Started by a lightning strike in early February, the fire burnt more than 23,400 hectares of dry land, destroying 14 homes, 44 outbuildings and hundreds of kilometres of fence line.
Peter Sergeant said as a charity arm of Plymouth Brethren Christian Church, RRT was working in Tingha at the time of the fire providing food for firefighters.
"A community member realised there'd be a need for fencing materials. As a team we got together and made a plan and after a lot of work were able to donate 24 kilometres of fencing materials," he said.

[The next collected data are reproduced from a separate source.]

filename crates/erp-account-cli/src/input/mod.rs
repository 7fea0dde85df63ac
pub mod file;
pub mod stdin;

use serde::de::DeserializeOwned;

/// Deserialise command input from `--input` or, failing that, piped stdin.
pub fn load<T: DeserializeOwned>(
    path: Option<&str>,
    what: &str,
) -> Result<T, Box<dyn std::error::Error>> {
    if let Some(path) = path {
        file::read_input(path)
    } else if let Some(data) = stdin::read_stdin()? {
        Ok(serde_json::from_value(data)?)
    } else {
        Err(format!("--input <file.json|file.yaml> or stdin required for {what}").into())
    }
}
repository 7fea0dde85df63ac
pub mod config;
pub mod currency;
pub mod error;
pub mod types;

#[cfg(feature = "payment")]
pub mod payment;

#[cfg(feature = "fixed_asset")]
pub mod fixed_asset;

#[cfg(feature = "indicator")]
pub mod indicator;

pub use config::{AccountConfig, Locale};
pub use error::AccountError;
pub use types::*;

/// Standard result type for all erp-account operations
pub type AccountResult<T> = Result<T, AccountError>;
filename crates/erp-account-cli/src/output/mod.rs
pub mod csv_out;
pub mod json;
pub mod minimal;
pub mod table;

use crate::OutputFormat;
use serde_json::Value;

/// Result fields holding the per-term or per-period rows of an output.
pub(crate) const ROW_FIELDS: [&str; 2] = ["records", "lines"];

/// Dispatch output to the appropriate formatter.
pub fn format_output(format: &OutputFormat, value: &Value) {
    match format {
        OutputFormat::Json => json::print_json(value),
        OutputFormat::Table => table::print_table(value),
        OutputFormat::Csv => csv_out::print_csv(value),
        OutputFormat::Minimal => minimal::print_minimal(value),
    }
}

/// Render a scalar JSON value for display.
pub(crate) fn format_scalar(value: &Value) -> String {
    match value {
        Value::String(s) => s.clone(),
        Value::Number(n) => n.to_string(),
        Value::Bool(b) => b.to_string(),
        Value::Null => String::new(),
        _ => serde_json::to_string(value).unwrap_or_default(),
    }
}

Around $10K of fencing material was donated by the @RapidReliefTeam to #BlazeAid in #Inverell this morning following February’s devastating #TinghaPlateaufire. Landholder Max Fitzgerald had a few words to say! More in the @inverelltimes. pic.twitter.com/z3nsXuGXCR— Laini Kirkman (@LainiKirkman) May 24, 2019
Partnering with BlazeAid, RRT donated the fencing which will be used by volunteers as they rebuild high priority boundary fences to keep stock in.
Mr Sergeant praised the work BlazeAid had already completed, and said he looked forward to meeting a few farmers who would benefit from the donation.

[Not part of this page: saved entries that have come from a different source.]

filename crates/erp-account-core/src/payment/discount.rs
//! Financial discount totals of a payment.

use rust_decimal::Decimal;

use crate::currency::CurrencyScale;
use crate::payment::model::InvoicePayment;
use crate::types::Currency;
use crate::AccountResult;

/// Recomputes the financial discount totals carried by a payment.
pub trait FinancialDiscountCalculator {
    fn compute_financial_discount(&self, payment: &mut InvoicePayment) -> AccountResult<()>;
}

/// Sums the discount granted on each allocation record.
#[derive(Debug, Clone)]
pub struct StandardFinancialDiscount {
    scale: CurrencyScale,
    company_currency: Currency,
}

impl StandardFinancialDiscount {
    pub fn new(scale: CurrencyScale, company_currency: Currency) -> Self {
        StandardFinancialDiscount {
            scale,
            company_currency,
        }
    }
}

impl FinancialDiscountCalculator for StandardFinancialDiscount {
    fn compute_financial_discount(&self, payment: &mut InvoicePayment) -> AccountResult<()> {
        let total = if payment.apply_financial_discount {
            payment
                .invoice_term_payments
                .iter()
                .map(|itp| itp.financial_discount_amount)
                .sum()
        } else {
            Decimal::ZERO
        };

        payment.financial_discount_total_amount = self.scale.scaled(total, &self.company_currency);
        payment.total_amount_with_financial_discount = self
            .scale
            .scaled(payment.amount + payment.financial_discount_total_amount, &self.company_currency);
        Ok(())
    }
}
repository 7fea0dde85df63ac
//! Runtime configuration shared by the calculators.
//!
//! Every field has a default, so an empty YAML/JSON document is a valid
//! configuration.

use std::collections::HashMap;

use chrono::NaiveDate;
use serde::{Deserialize, Serialize};

use crate::currency::CurrencyScale;
use crate::types::Currency;

/// Decimal places kept on intermediate ratios (company/invoice amounts,
/// paid ratios, prorata).
pub const COMPUTATION_SCALING: u32 = 10;

/// Language used for user-facing messages.
#[derive(Debug, Clone, Copy, Default, PartialEq, Eq, Serialize, Deserialize)]
#[serde(rename_all = "lowercase")]
pub enum Locale {
    #[default]
    En,
    Fr,
}

#[derive(Debug, Clone, Serialize, Deserialize)]
#[serde(default)]
pub struct AccountConfig {
    /// Scale of intermediate ratios
    pub computation_scaling: u32,
    /// Per-currency decimal places overriding the ISO defaults
    pub currency_scales: HashMap<Currency, u32>,
    /// Fixed "today" used for currency conversion dates
    #[serde(skip_serializing_if = "Option::is_none")]
    pub today: Option<NaiveDate>,
    pub locale: Locale,
}

impl Default for AccountConfig {
    fn default() -> Self {
        AccountConfig {
            computation_scaling: COMPUTATION_SCALING,
            currency_scales: HashMap::new(),
            today: None,
            locale: Locale::default(),
        }
    }
}

impl AccountConfig {
    pub fn today(&self) -> NaiveDate {
        self.today
            .unwrap_or_else(|| chrono::Local::now().date_naive())
    }

    pub fn currency_scale(&self) -> CurrencyScale {
        let mut scale = CurrencyScale::with_computation_scaling(self.computation_scaling);
        for (currency, places) in &self.currency_scales {
            scale = scale.with_scale(currency.clone(), *places);
        }
        scale
    }
}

Landholder Max Fitzgerald's small property along Old Bundarra Road was completely destroyed in February.
"I've only had the property for 18 months but I lease country elsewhere which keeps me pretty busy. Thanks to BlazeAid volunteers my boundary fences have now all been rebuilt.

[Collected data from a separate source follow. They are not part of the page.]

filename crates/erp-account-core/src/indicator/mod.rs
//! Indicator generators triggered from the UI.

pub mod controller;
pub mod generator;

pub use controller::{ActionRequest, ActionResponse, IndicatorGeneratorController};
pub use generator::{IndicatorGenerator, IndicatorGeneratorService, IndicatorQuery, IndicatorRegistry};
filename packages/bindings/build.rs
extern crate napi_build;

fn main() {
    napi_build::setup();
}
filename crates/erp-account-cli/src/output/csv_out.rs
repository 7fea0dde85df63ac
use serde_json::{Map, Value};
use std::io::{self, Write};

use super::{format_scalar, ROW_FIELDS};

/// Write output as CSV to stdout.
///
/// Outputs carrying rows (records, lines) are written one row per line;
/// anything else as a two-column field/value listing.
pub fn print_csv(value: &Value) {
    let stdout = io::stdout();
    let mut wtr = csv::Writer::from_writer(stdout.lock());
    if let Err(e) = write_all(&mut wtr, value) {
        eprintln!("CSV write error: {}", e);
    }
}

fn write_all<W: Write>(wtr: &mut csv::Writer<W>, value: &Value) -> csv::Result<()> {
    write_csv(wtr, value)?;
    wtr.flush()?;
    Ok(())
}

fn write_csv<W: Write>(wtr: &mut csv::Writer<W>, value: &Value) -> csv::Result<()> {
    match value {
        Value::Object(map) => {
            let body = match map.get("result") {
                Some(Value::Object(result)) => result,
                _ => map,
            };
            match rows_of(body) {
                Some(rows) => write_rows(wtr, rows),
                None => write_fields(wtr, body),
            }
        }
        Value::Array(rows) => write_rows(wtr, rows),
        _ => wtr.write_record([format_scalar(value)]),
    }
}

fn rows_of(map: &Map<String, Value>) -> Option<&[Value]> {
    ROW_FIELDS
        .iter()
        .find_map(|f| map.get(*f).and_then(Value::as_array))
        .map(Vec::as_slice)
}

fn write_fields<W: Write>(wtr: &mut csv::Writer<W>, map: &Map<String, Value>) -> csv::Result<()> {
    wtr.write_record(["field", "value"])?;
    for (key, val) in map {
        wtr.write_record([key.as_str(), &format_scalar(val)])?;
    }
    Ok(())
}

fn write_rows<W: Write>(wtr: &mut csv::Writer<W>, rows: &[Value]) -> csv::Result<()> {
    let Some(Value::Object(first)) = rows.first() else {
        for item in rows {
            wtr.write_record([format_scalar(item)])?;
        }
        return Ok(());
    };

    let headers: Vec<&str> = first.keys().map(String::as_str).collect();
    wtr.write_record(&headers)?;
    for item in rows {
        if let Value::Object(map) = item {
            let row: Vec<String> = headers
                .iter()
                .map(|h| map.get(*h).map(format_scalar).unwrap_or_default())
                .collect();
            wtr.write_record(&row)?;
        }
    }
    Ok(())
}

"I must thank Evan Williams, he is a great leader and a great local contractor. On behalf of all landholders I want to thank BlazeAid and RRT for donating this fencing.
"The fire was enormous and every time I go out I see more land damaged, more beautiful, big box trees fallen over. This fencing material and BlazeAid's help in particular is saving farmers an enormous amount of money."
BlazeAid camp coordinator, Tony Samuel, said the donation would "go quite a long way" in helping rebuild fences at some of the smaller properties.
"Although, there are a lot bigger properties with 10 to 15 kilometres of fencing that needs rebuilding. We've completed 14 properties now and turned over about 60 volunteers through the camp."
Making "good headway", Mr Samuel's admitted it was a struggle to find their feet when first establishing the camp.
Locals Beth and Evan Williams were key in assisting to ensure the success of Inverell's BlazeAid camp.
"We'll be here until August so we still need the community support to keep rolling from local groups. The more we walk around town making our purchases, spending money in town, people are very positive and grateful," he said.
Mr Samuel also thanked Inverell Shire Council for their support.